Jesus’ challenge to be the salt of the earth and the light of the world was not simply an agenda for his followers at the time or the Church of the future. It was a direct Isaianic challenge to the Israel of his day. They were called to be the light of the world. God’s purpose for Israel was that through them he would bring his justice and mercy to bear upon the nations. The city set on a hill, unable to be hidden, is Jerusalem, where the nations would come to learn God’s law.
Yet Israel in Jesus’ day was refusing this vocation. Of course there were many wise and devout Jews; but the nation as a whole, as Josephus records, was bent not on bringing God’s light to the pagan world but on bringing it God’s swift judgement, especially that part of it that was currently ruling the Middle East with casual brutality. Understandable, but unfaithful.
Jesus’ call is far more than a set of abstract moral lessons. It is a summons to Israel to be Israel, while there is still time. This is what the law and the prophets pointed to. And if Jesus’ way meant abandoning some of the interpretations (Pharisaic or whatever) which at the time seemed part and parcel of the law, so be it. The call to the higher righteousness corresponds to Isaiah’s summons to an outward-looking piety in which Israel will at last be God’s people for the world.
In one sense, the call was unsuccessful. Capernaum, Chorazin, Bethsaida – the towns around the Mount – by and large resisted Jesus’ bracing challenge. The early Church took it up again later. But in the meantime it was Jesus himself who followed his own programme. He became salt for the world around. He acted as the light-bringer to the nations. He became, when all others had rejected him, the one set on a hill who could not be hidden, embodying in himself what Jerusalem was meant to be but had not been, drawing all peoples to himself. The sermon was an agenda which Jesus himself carried out.
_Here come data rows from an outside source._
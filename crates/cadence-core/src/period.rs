//! Period calculus: pure conversions between calendar dates and the period
//! identifiers of each fidelity.
//!
//! | Fidelity  | Format       | Example      |
//! |-----------|--------------|--------------|
//! | daily     | `YYYY-MM-DD` | `2025-01-15` |
//! | weekly    | `YYYY-Www`   | `2025-W03`   |
//! | monthly   | `YYYY-MM`    | `2025-01`    |
//! | quarterly | `YYYY-Qn`    | `2025-Q1`    |
//! | h1-h2     | `YYYY-Hn`    | `2025-H1`    |
//! | yearly    | `YYYY`       | `2025`       |
//!
//! Weekly periods follow ISO-8601 week numbering: week 1 is the week that
//! contains the year's first Thursday, so late-December and early-January
//! dates may belong to the neighbouring ISO year.

use std::fmt;
use std::str::FromStr;
use std::sync::LazyLock;

use regex::Regex;
use serde::{Deserialize, Serialize};
use time::{Date, Duration, Month, Weekday};

use crate::error::PeriodError;

// ── Fidelity ──

/// Summary granularity, ordered finest to coarsest.
#[derive(Debug, Clone, Copy, PartialEq, Eq, PartialOrd, Ord, Hash, Serialize, Deserialize)]
#[serde(rename_all = "lowercase")]
pub enum Fidelity {
    Daily,
    Weekly,
    Monthly,
    Quarterly,
    #[serde(rename = "h1-h2")]
    HalfYearly,
    Yearly,
}

impl Fidelity {
    pub const ALL: [Fidelity; 6] = [
        Fidelity::Daily,
        Fidelity::Weekly,
        Fidelity::Monthly,
        Fidelity::Quarterly,
        Fidelity::HalfYearly,
        Fidelity::Yearly,
    ];

    pub fn as_str(self) -> &'static str {
        match self {
            Fidelity::Daily => "daily",
            Fidelity::Weekly => "weekly",
            Fidelity::Monthly => "monthly",
            Fidelity::Quarterly => "quarterly",
            Fidelity::HalfYearly => "h1-h2",
            Fidelity::Yearly => "yearly",
        }
    }

    /// Position in the hierarchy, 0 for daily.
    pub fn rank(self) -> usize {
        self as usize
    }

    /// The next finer fidelity this one is distilled from. `None` for daily,
    /// which is built directly from collected data.
    pub fn source(self) -> Option<Fidelity> {
        match self {
            Fidelity::Daily => None,
            Fidelity::Weekly => Some(Fidelity::Daily),
            Fidelity::Monthly => Some(Fidelity::Weekly),
            Fidelity::Quarterly => Some(Fidelity::Monthly),
            Fidelity::HalfYearly => Some(Fidelity::Quarterly),
            Fidelity::Yearly => Some(Fidelity::HalfYearly),
        }
    }

    /// Human-readable period format, used in error messages.
    pub fn expected_format(self) -> &'static str {
        match self {
            Fidelity::Daily => "YYYY-MM-DD",
            Fidelity::Weekly => "YYYY-Www",
            Fidelity::Monthly => "YYYY-MM",
            Fidelity::Quarterly => "YYYY-Qn",
            Fidelity::HalfYearly => "YYYY-H1 or YYYY-H2",
            Fidelity::Yearly => "YYYY",
        }
    }

    /// Title-case label for rendered output.
    pub fn label(self) -> &'static str {
        match self {
            Fidelity::Daily => "Daily",
            Fidelity::Weekly => "Weekly",
            Fidelity::Monthly => "Monthly",
            Fidelity::Quarterly => "Quarterly",
            Fidelity::HalfYearly => "Half-Yearly",
            Fidelity::Yearly => "Yearly",
        }
    }

    fn pattern(self) -> &'static Regex {
        match self {
            Fidelity::Daily => &DAILY_RE,
            Fidelity::Weekly => &WEEKLY_RE,
            Fidelity::Monthly => &MONTHLY_RE,
            Fidelity::Quarterly => &QUARTERLY_RE,
            Fidelity::HalfYearly => &HALF_RE,
            Fidelity::Yearly => &YEARLY_RE,
        }
    }
}

impl fmt::Display for Fidelity {
    fn fmt(&self, f: &mut fmt::Formatter<'_>) -> fmt::Result {
        f.write_str(self.as_str())
    }
}

impl FromStr for Fidelity {
    type Err = PeriodError;

    fn from_str(s: &str) -> Result<Self, Self::Err> {
        match s.trim().to_ascii_lowercase().as_str() {
            "daily" => Ok(Fidelity::Daily),
            "weekly" => Ok(Fidelity::Weekly),
            "monthly" => Ok(Fidelity::Monthly),
            "quarterly" => Ok(Fidelity::Quarterly),
            "h1-h2" | "half-yearly" => Ok(Fidelity::HalfYearly),
            "yearly" => Ok(Fidelity::Yearly),
            _ => Err(PeriodError::UnknownFidelity(s.to_string())),
        }
    }
}

// ── Patterns ──

static DAILY_RE: LazyLock<Regex> =
    LazyLock::new(|| Regex::new(r"^(\d{4})-(\d{2})-(\d{2})$").unwrap());
static WEEKLY_RE: LazyLock<Regex> = LazyLock::new(|| Regex::new(r"^(\d{4})-W(\d{2})$").unwrap());
static MONTHLY_RE: LazyLock<Regex> =
    LazyLock::new(|| Regex::new(r"^(\d{4})-(0[1-9]|1[0-2])$").unwrap());
static QUARTERLY_RE: LazyLock<Regex> =
    LazyLock::new(|| Regex::new(r"^(\d{4})-Q([1-4])$").unwrap());
static HALF_RE: LazyLock<Regex> = LazyLock::new(|| Regex::new(r"^(\d{4})-H([12])$").unwrap());
static YEARLY_RE: LazyLock<Regex> = LazyLock::new(|| Regex::new(r"^(\d{4})$").unwrap());

// ── Date range ──

/// Inclusive calendar range `[start, end]`.
#[derive(Debug, Clone, Copy, PartialEq, Eq, Hash, Serialize, Deserialize)]
pub struct DateRange {
    #[serde(with = "iso_date")]
    pub start: Date,
    #[serde(with = "iso_date")]
    pub end: Date,
}

impl DateRange {
    pub fn new(start: Date, end: Date) -> Self {
        Self { start, end }
    }

    pub fn contains(&self, date: Date) -> bool {
        self.start <= date && date <= self.end
    }

    /// Number of calendar days covered, both ends included.
    pub fn days(&self) -> i64 {
        (self.end - self.start).whole_days() + 1
    }
}

impl fmt::Display for DateRange {
    fn fmt(&self, f: &mut fmt::Formatter<'_>) -> fmt::Result {
        write!(f, "{} to {}", format_date(self.start), format_date(self.end))
    }
}

// ── Dates ──

/// Format a date as `YYYY-MM-DD`.
pub fn format_date(date: Date) -> String {
    format!(
        "{:04}-{:02}-{:02}",
        date.year(),
        u8::from(date.month()),
        date.day()
    )
}

/// Strictly parse a `YYYY-MM-DD` date.
pub fn parse_date(s: &str) -> Result<Date, PeriodError> {
    let invalid = || PeriodError::InvalidDate(s.to_string());
    let caps = DAILY_RE.captures(s).ok_or_else(invalid)?;
    let year: i32 = caps[1].parse().map_err(|_| invalid())?;
    let month: u8 = caps[2].parse().map_err(|_| invalid())?;
    let day: u8 = caps[3].parse().map_err(|_| invalid())?;
    calendar_date(year, month, day).ok_or_else(invalid)
}

/// Serde adapter storing a [`Date`] as a `YYYY-MM-DD` string.
pub mod iso_date {
    use serde::{Deserialize, Deserializer, Serializer};
    use time::Date;

    pub fn serialize<S: Serializer>(date: &Date, serializer: S) -> Result<S::Ok, S::Error> {
        serializer.serialize_str(&super::format_date(*date))
    }

    pub fn deserialize<'de, D: Deserializer<'de>>(deserializer: D) -> Result<Date, D::Error> {
        let raw = String::deserialize(deserializer)?;
        super::parse_date(&raw).map_err(serde::de::Error::custom)
    }
}

fn calendar_date(year: i32, month: u8, day: u8) -> Option<Date> {
    let month = Month::try_from(month).ok()?;
    Date::from_calendar_date(year, month, day).ok()
}

fn last_day_of_month(year: i32, month: Month) -> Option<Date> {
    let (next_year, next_month) = match month {
        Month::December => (year.checked_add(1)?, Month::January),
        m => (year, m.next()),
    };
    Date::from_calendar_date(next_year, next_month, 1)
        .ok()?
        .previous_day()
}

/// Shift by whole months, clamping the day to the target month's length.
fn add_months(date: Date, months: i32) -> Option<Date> {
    let index = date.year() * 12 + i32::from(u8::from(date.month())) - 1 + months;
    let year = index.div_euclid(12);
    let month = Month::try_from(u8::try_from(index.rem_euclid(12) + 1).ok()?).ok()?;
    let last = last_day_of_month(year, month)?;
    Date::from_calendar_date(year, month, date.day().min(last.day())).ok()
}

/// Move `date` by `steps` units of `fidelity`.
fn shift(fidelity: Fidelity, date: Date, steps: i32) -> Option<Date> {
    let steps64 = i64::from(steps);
    match fidelity {
        Fidelity::Daily => date.checked_add(Duration::days(steps64)),
        Fidelity::Weekly => date.checked_add(Duration::weeks(steps64)),
        Fidelity::Monthly => add_months(date, steps),
        Fidelity::Quarterly => add_months(date, steps * 3),
        Fidelity::HalfYearly => add_months(date, steps * 6),
        Fidelity::Yearly => add_months(date, steps * 12),
    }
}

fn month_span(year: i32, first_month: u8, months: i32) -> Option<DateRange> {
    let start = calendar_date(year, first_month, 1)?;
    let end = add_months(start, months)?.previous_day()?;
    Some(DateRange::new(start, end))
}

// ── Periods ──

/// Validate `period` against the fidelity's exact format and return its
/// inclusive date range. Never coerces: anything that does not match the
/// pattern, or names a week/day that does not exist, is rejected.
pub fn parse_period(fidelity: Fidelity, period: &str) -> Result<DateRange, PeriodError> {
    let invalid = || PeriodError::InvalidPeriodFormat {
        fidelity,
        period: period.to_string(),
        expected: fidelity.expected_format(),
    };
    let caps = fidelity.pattern().captures(period).ok_or_else(invalid)?;
    let year: i32 = caps[1].parse().map_err(|_| invalid())?;
    let part = |i: usize| -> Result<u8, PeriodError> {
        caps.get(i)
            .and_then(|m| m.as_str().parse().ok())
            .ok_or_else(invalid)
    };

    let range = match fidelity {
        Fidelity::Daily => calendar_date(year, part(2)?, part(3)?).map(|d| DateRange::new(d, d)),
        Fidelity::Weekly => Date::from_iso_week_date(year, part(2)?, Weekday::Monday)
            .ok()
            .and_then(|start| {
                let end = start.checked_add(Duration::days(6))?;
                Some(DateRange::new(start, end))
            }),
        Fidelity::Monthly => month_span(year, part(2)?, 1),
        Fidelity::Quarterly => month_span(year, (part(2)? - 1) * 3 + 1, 3),
        Fidelity::HalfYearly => month_span(year, (part(2)? - 1) * 6 + 1, 6),
        Fidelity::Yearly => month_span(year, 1, 12),
    };
    range.ok_or_else(invalid)
}

/// Identifier of the `fidelity` period containing `date`.
pub fn period_for_date(date: Date, fidelity: Fidelity) -> String {
    let year = date.year();
    let month = u8::from(date.month());
    match fidelity {
        Fidelity::Daily => format_date(date),
        Fidelity::Weekly => {
            let (iso_year, week, _) = date.to_iso_week_date();
            format!("{iso_year:04}-W{week:02}")
        }
        Fidelity::Monthly => format!("{year:04}-{month:02}"),
        Fidelity::Quarterly => format!("{year:04}-Q{}", (month - 1) / 3 + 1),
        Fidelity::HalfYearly => format!("{year:04}-H{}", if month <= 6 { 1 } else { 2 }),
        Fidelity::Yearly => format!("{year:04}"),
    }
}

fn neighbour(fidelity: Fidelity, period: &str, steps: i32) -> Result<String, PeriodError> {
    let range = parse_period(fidelity, period)?;
    let shifted = shift(fidelity, range.start, steps).ok_or(PeriodError::OutOfRange)?;
    Ok(period_for_date(shifted, fidelity))
}

/// The period immediately before `period` at the same fidelity.
pub fn previous_period(fidelity: Fidelity, period: &str) -> Result<String, PeriodError> {
    neighbour(fidelity, period, -1)
}

/// The period immediately after `period` at the same fidelity.
pub fn next_period(fidelity: Fidelity, period: &str) -> Result<String, PeriodError> {
    neighbour(fidelity, period, 1)
}

/// Static hierarchy lookup; see [`Fidelity::source`].
pub fn source_fidelity(fidelity: Fidelity) -> Option<Fidelity> {
    fidelity.source()
}

/// Source-fidelity periods covering `period`, in calendar order, without
/// duplicates. Empty for daily.
///
/// Walks the range in source-sized steps from the start date, then adds the
/// period containing the end date: a month whose last days fall in a week the
/// 7-day walk stepped over is still fully covered.
pub fn source_periods(fidelity: Fidelity, period: &str) -> Result<Vec<String>, PeriodError> {
    let Some(source) = fidelity.source() else {
        return Ok(Vec::new());
    };
    let range = parse_period(fidelity, period)?;

    let mut periods: Vec<String> = Vec::new();
    let mut push = |p: String| {
        if !periods.contains(&p) {
            periods.push(p);
        }
    };
    let mut cursor = range.start;
    while cursor <= range.end {
        push(period_for_date(cursor, source));
        cursor = shift(source, cursor, 1).ok_or(PeriodError::OutOfRange)?;
    }
    push(period_for_date(range.end, source));
    Ok(periods)
}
That is why his death was the defeat of the powers. The rulers of the world wouldn’t have crucified him if they had known what they were accomplishing: they were signing their own death warrant. From now on, true power comes, as Paul discovered, not through the wisdom or force of the world but through the gospel of Christ and him crucified. If the Spirit is at work through this gospel, law and prophets alike will look on and declare that this is what they had in mind all along.